[Date Prev][Date Next][Thread Prev][Thread Next][Date Index][Thread Index]

Re: Amuricans and the eighth bit



I think it is time to lay some of this to rest.

> We are fed up writing `/' for acute and `\' for grave on our Gaelic
> discussion list, so I hope you get 8-bit mail sorted out as soon as
> possible one way or the other.  Increasingly often we find that people
> who are used to 8-bit mail on their own systems send 8-bit messages to
> the list and the accented letters are received stripped, except by the
> few lucky subscribers who are on an 8-bit-clean path.

I'm fed up too. When I don't do software I do mathematics. Like most 
mathematicians, I'm never satisified with the existing array of symbols
available to me. When it comes down to what I can represent in plain vanilla
7 bit ASCII, I'm really at a loss. Mathematics papers written in 7 bit ASCII
suffer just as much, if not more, than a lot of foreign languages (where do
you think the characters mathematicians use come from anyway? Yup, we steal
them from other character sets. Now that Hebrew is just about used up, we'll
be starting on the oriental alphabets soon, I figure. It will take a while to
exhaust those.) Languages at least carry a decent amount of context around so 
you can figure out what was meant. Mathematical notation does not share this 
feature of natural language, unfortunately.

> I am no expert on mail, but it seems to me that the simplest method is
> just to allow the eighth bit through.  The whole world seems to be
> becoming "8-bit-clean" very fast over the last couple of years - witness
> for example TeX 3.0, LaTeX, MS-Kermit 3.0, microEmacs, SunOS, Ultrix, VT320,
> MS Windows, X-terminals.  In many cases this is just a case of removing
> the line of code which strips the eighth bit.

A lot of experts feel that simply declaring things to be eight bit clean is
a recipe for disaster. This has nothing to do with whether or not those
experts want 8 bit characters in their mail. I believe it will be a disaster,
and I want those 8 bits just as much, if not more, than you do. (A large
portion of the local users I support are mathematicians like me.)

> I have been following the discussions on this list for a while, and it
> looks to me as if, multi-part and multi-media mail are a complex matter
> by comparison, not likely to be sorted out for several years, and not likely
> to be implemented on a worldwide scale for at least several years after that.
> They would benefit if the 8-bit path had been cleared before that.

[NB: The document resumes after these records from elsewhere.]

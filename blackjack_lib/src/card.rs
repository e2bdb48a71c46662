use crate::AdvisorError;
use serde::{Deserialize, Serialize};
use std::fmt::Display;
use std::str::FromStr;

/// The thirteen ranks a card can take. Suits never matter to the advisor, so a card is just its rank.
#[derive(Debug, Clone, Copy, PartialEq, Eq, Hash, PartialOrd, Ord, Serialize, Deserialize)]
#[serde(try_from = "String", into = "String")]
pub enum CardRank {
    Two,
    Three,
    Four,
    Five,
    Six,
    Seven,
    Eight,
    Nine,
    Ten,
    Jack,
    Queen,
    King,
    Ace,
}

impl CardRank {
    /// Every rank in the order the card picker shows them.
    pub const ALL: [CardRank; 13] = [
        CardRank::Two,
        CardRank::Three,
        CardRank::Four,
        CardRank::Five,
        CardRank::Six,
        CardRank::Seven,
        CardRank::Eight,
        CardRank::Nine,
        CardRank::Ten,
        CardRank::Jack,
        CardRank::Queen,
        CardRank::King,
        CardRank::Ace,
    ];

    /// Base point value used when totalling a hand, aces count 1 here and are promoted by the evaluator.
    pub fn base_value(&self) -> u8 {
        match self {
            CardRank::Two => 2,
            CardRank::Three => 3,
            CardRank::Four => 4,
            CardRank::Five => 5,
            CardRank::Six => 6,
            CardRank::Seven => 7,
            CardRank::Eight => 8,
            CardRank::Nine => 9,
            CardRank::Ten | CardRank::Jack | CardRank::Queen | CardRank::King => 10,
            CardRank::Ace => 1,
        }
    }

    /// Value of the card when it is the dealer's up card, the strategy tables read an ace as 11.
    pub fn dealer_value(&self) -> u8 {
        match self {
            CardRank::Ace => 11,
            _ => self.base_value(),
        }
    }

    pub fn is_ace(&self) -> bool {
        matches!(self, CardRank::Ace)
    }

    /// The literal shown on the card face and used on the wire.
    pub fn as_str(&self) -> &'static str {
        match self {
            CardRank::Two => "2",
            CardRank::Three => "3",
            CardRank::Four => "4",
            CardRank::Five => "5",
            CardRank::Six => "6",
            CardRank::Seven => "7",
            CardRank::Eight => "8",
            CardRank::Nine => "9",
            CardRank::Ten => "10",
            CardRank::Jack => "J",
            CardRank::Queen => "Q",
            CardRank::King => "K",
            CardRank::Ace => "A",
        }
    }

    /// Parses a comma or whitespace separated list of ranks such as `"10, 6"` or `"A 7"`.
    pub fn parse_list(input: &str) -> Result<Vec<CardRank>, AdvisorError> {
        input
            .split(|c: char| c == ',' || c.is_whitespace())
            .filter(|s| !s.is_empty())
            .map(CardRank::from_str)
            .collect()
    }
}

impl FromStr for CardRank {
    type Err = AdvisorError;

    fn from_str(s: &str) -> Result<Self, Self::Err> {
        let rank = match s.trim().to_ascii_uppercase().as_str() {
            "2" => CardRank::Two,
            "3" => CardRank::Three,
            "4" => CardRank::Four,
            "5" => CardRank::Five,
            "6" => CardRank::Six,
            "7" => CardRank::Seven,
            "8" => CardRank::Eight,
            "9" => CardRank::Nine,
            "10" => CardRank::Ten,
            "J" => CardRank::Jack,
            "Q" => CardRank::Queen,
            "K" => CardRank::King,
            "A" => CardRank::Ace,
            _ => return Err(AdvisorError::InvalidCardRank(s.to_string())),
        };
        Ok(rank)
    }
}

impl TryFrom<String> for CardRank {
    type Error = AdvisorError;

    fn try_from(value: String) -> Result<Self, Self::Error> {
        value.parse()
    }
}

impl From<CardRank> for String {
    fn from(value: CardRank) -> Self {
        value.as_str().to_string()
    }
}

impl Display for CardRank {
    fn fmt(&self, f: &mut std::fmt::Formatter<'_>) -> std::fmt::Result {
        write!(f, "{}", self.as_str())
    }
}

#[cfg(test)]
mod tests {
    use super::*;

    #[test]
    fn test_parse_every_literal() {
        for rank in CardRank::ALL {
            assert_eq!(rank.as_str().parse::<CardRank>(), Ok(rank));
        }
    }

    #[test]
    fn test_parse_lowercase_and_whitespace() {
        assert_eq!(" a ".parse::<CardRank>(), Ok(CardRank::Ace));
        assert_eq!("q".parse::<CardRank>(), Ok(CardRank::Queen));
    }

    #[test]
    fn test_parse_rejects_unknown_ranks() {
        for bad in ["", "1", "11", "T", "Joker", "0"] {
            assert_eq!(
                bad.parse::<CardRank>(),
                Err(AdvisorError::InvalidCardRank(bad.to_string()))
            );
        }
    }

    #[test]
    fn test_face_cards_are_worth_ten() {
        assert_eq!(CardRank::Jack.base_value(), 10);
        assert_eq!(CardRank::Queen.base_value(), 10);
        assert_eq!(CardRank::King.base_value(), 10);
        assert_eq!(CardRank::Ten.base_value(), 10);
    }

    #[test]
    fn test_ace_values() {
        assert_eq!(CardRank::Ace.base_value(), 1);
        assert_eq!(CardRank::Ace.dealer_value(), 11);
        assert_eq!(CardRank::Seven.dealer_value(), 7);
    }

    #[test]
    fn test_parse_list() {
        let cards = CardRank::parse_list("10, 6").unwrap();
        assert_eq!(cards, vec![CardRank::Ten, CardRank::Six]);
        let cards = CardRank::parse_list("A 7").unwrap();
        assert_eq!(cards, vec![CardRank::Ace, CardRank::Seven]);
        assert!(CardRank::parse_list("A, X").is_err());
    }

    #[test]
    fn test_serde_uses_card_literal() {
        let json = serde_json::to_string(&CardRank::Ten).unwrap();
        assert_eq!(json, "\"10\"");
        let rank: CardRank = serde_json::from_str("\"K\"").unwrap();
        assert_eq!(rank, CardRank::King);
        assert!(serde_json::from_str::<CardRank>("\"Z\"").is_err());
    }
}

I think you have it backwards. Remember, we're talking about a framework,
not a complete and finished solution. Constructing a framework for multimedia
and multipart mail appears to be a lot easier to do than solving the 8 bit
problem. The multimedia and multipart solution has the advantage that it
can solve the 8 bit problem in such a way that the 8 bit path issue can be
left undecided for the time being.

> Where are the big problems with letting the eighth bit through?  I come
> across lots of software which is not 8-bit-clean, but it doesn't break
> when you hit it with 8-bit text.  It just strips the eighth bit or throws
> out the 8-bit characters and the problem is mine alone.

I'm not going to reiterate the arguments on this point. Suffice it to say that
a large number of people see major problems with this approach. Reread the
list archives for an over-adundance of examples.

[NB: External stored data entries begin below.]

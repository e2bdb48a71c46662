use crate::{AdvisorError, CardRank};
use lazy_static::lazy_static;
use log::debug;
use serde::Serialize;
use std::collections::HashMap;
use std::fmt::Display;

/// Cards in a single deck.
pub const CARDS_PER_DECK: u32 = 52;

/// Decks remaining never drops below half a deck, so the true count stays finite near the end of a shoe.
pub const MIN_DECKS_REMAINING: f64 = 0.5;

lazy_static! {
    /// Hi-Lo tags: low cards +1, neutral cards 0, tens and aces -1.
    static ref HI_LO: HashMap<CardRank, i32> = {
        let mut lookup_table = HashMap::new();
        for rank in CardRank::ALL {
            let tag = match rank {
                CardRank::Two
                | CardRank::Three
                | CardRank::Four
                | CardRank::Five
                | CardRank::Six => 1,
                CardRank::Seven | CardRank::Eight | CardRank::Nine => 0,
                _ => -1,
            };
            lookup_table.insert(rank, tag);
        }
        lookup_table
    };
}

/// The Hi-Lo tag for a single card.
pub fn hi_lo_value(card: CardRank) -> i32 {
    HI_LO[&card]
}

/// Validates a deck count handed in from outside, at least one deck is required.
pub fn validate_decks(total_decks: i64) -> Result<u32, AdvisorError> {
    if total_decks < 1 {
        return Err(AdvisorError::InvalidDeckCount(total_decks));
    }
    u32::try_from(total_decks).map_err(|_| AdvisorError::InvalidDeckCount(total_decks))
}

/// The counting state for one shoe. Lives from the moment a deck size is chosen until the
/// count is reset or the deck size changes. A tracker only takes one in through
/// `CountTracker::from_state`, which checks it.
#[derive(Debug, Clone, Copy, PartialEq, Serialize)]
pub struct CountState {
    pub running_count: i32,
    pub cards_seen: u32,
    pub decks_remaining: f64,
    pub total_decks: u32,
}

impl CountState {
    /// Associated method for a fresh count over `total_decks` decks.
    pub fn new(total_decks: u32) -> CountState {
        CountState {
            running_count: 0,
            cards_seen: 0,
            decks_remaining: total_decks as f64,
            total_decks,
        }
    }

    /// `max(0.5, (total_decks * 52 - cards_seen) / 52)`
    pub fn estimate_decks_remaining(total_decks: u32, cards_seen: u32) -> f64 {
        let cards_left = (total_decks as f64) * (CARDS_PER_DECK as f64) - (cards_seen as f64);
        f64::max(MIN_DECKS_REMAINING, cards_left / CARDS_PER_DECK as f64)
    }
}

/// Trait for a specific counting strategy. Observes every card that is exposed and turns the
/// running count into a true count.
pub trait CountingStrategy {
    fn observe(&mut self, card: CardRank);
    fn running_count(&self) -> i32;
    fn true_count(&self) -> i32;
    fn reset(&mut self, total_decks: i64) -> Result<(), AdvisorError>;
}

/// Hi-Lo card counter. Each observed card must be fed in exactly once.
#[derive(Debug, Clone, PartialEq)]
pub struct CountTracker {
    state: CountState,
}

impl CountTracker {
    /// Associated method for building a new tracker over `total_decks` decks.
    pub fn new(total_decks: i64) -> Result<CountTracker, AdvisorError> {
        let total_decks = validate_decks(total_decks)?;
        Ok(CountTracker {
            state: CountState::new(total_decks),
        })
    }

    /// Resume counting from a state carried by the caller. The deck count is validated and
    /// decks remaining is recomputed from the cards seen, the carried value is not trusted.
    pub fn from_state(state: CountState) -> Result<CountTracker, AdvisorError> {
        let total_decks = validate_decks(i64::from(state.total_decks))?;
        Ok(CountTracker {
            state: CountState {
                running_count: state.running_count,
                cards_seen: state.cards_seen,
                decks_remaining: CountState::estimate_decks_remaining(total_decks, state.cards_seen),
                total_decks,
            },
        })
    }

    /// Starts a fresh count over the same number of decks.
    pub fn restart(&mut self) {
        self.state = CountState::new(self.state.total_decks);
    }

    pub fn state(&self) -> &CountState {
        &self.state
    }

    pub fn into_state(self) -> CountState {
        self.state
    }

    pub fn cards_seen(&self) -> u32 {
        self.state.cards_seen
    }

    pub fn decks_remaining(&self) -> f64 {
        self.state.decks_remaining
    }

    pub fn total_decks(&self) -> u32 {
        self.state.total_decks
    }
}

impl CountingStrategy for CountTracker {
    fn observe(&mut self, card: CardRank) {
        self.state.running_count += hi_lo_value(card);
        self.state.cards_seen += 1;
        self.state.decks_remaining =
            CountState::estimate_decks_remaining(self.state.total_decks, self.state.cards_seen);
        debug!(
            "observed {}: running count {}, cards seen {}, decks remaining {:.3}",
            card, self.state.running_count, self.state.cards_seen, self.state.decks_remaining
        );
    }

    fn running_count(&self) -> i32 {
        self.state.running_count
    }

    /// Running count per deck remaining, rounded half away from zero.
    fn true_count(&self) -> i32 {
        if self.state.decks_remaining <= 0.0 {
            return 0;
        }
        ((self.state.running_count as f64) / self.state.decks_remaining).round() as i32
    }

    fn reset(&mut self, total_decks: i64) -> Result<(), AdvisorError> {
        let total_decks = validate_decks(total_decks)?;
        self.state = CountState::new(total_decks);
        Ok(())
    }
}

impl Display for CountTracker {
    fn fmt(&self, f: &mut std::fmt::Formatter<'_>) -> std::fmt::Result {
        let width = "total cards counted:".len() + 2;
        write!(
            f,
            "{:<width$}{:>8}\n{:<width$}{:>8}\n{:<width$}{:>8.2}\n{:<width$}{:>8}",
            "running count:",
            self.state.running_count,
            "total cards counted:",
            self.state.cards_seen,
            "decks remaining:",
            self.state.decks_remaining,
            "true count:",
            self.true_count(),
        )
    }
}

> Are people getting confused between the ISO 8859 character sets, which avoid
> the "8-bit control" (C1) characters (hex 80 to 9F), and character sets like
> the IBM-PC character set, which do not.  Surely the whole point of ISO 8859
> (or ISO 10646 for that matter!) leaving the C1 character positions unused,
> which is otherwise very wasteful, is to avoid any possibility of trouble
> being caused by links which strip the eighth bit.  If there is any old
> software which gets broken when it is fed 8-bit characters, isn't it a
> simple matter to "fix" it by adding a single line of code or a filter to
> strip the eighth bit from input, and things are no worse than they were 
> before?

This is a big can of worms you're prying open. First of all, if the C1 
characters get 8-bit stripped down to C0 characters they can cause big trouble.
I don't think anyone can dispute this. This has to be avoided. There are
two solutions which are not mutually exclusive. The first is to use
character sets that don't employ C1 characters, like 10646. This then drags
you into the character set debate, and the Unicode and 10646 people will
be gunning for you.

The second is "the wretched option", which means that you don't send 8 bits
to people that cannot deal with it. This leads to a lot of other
consequences, and has been the subject of a lot of debate on this list.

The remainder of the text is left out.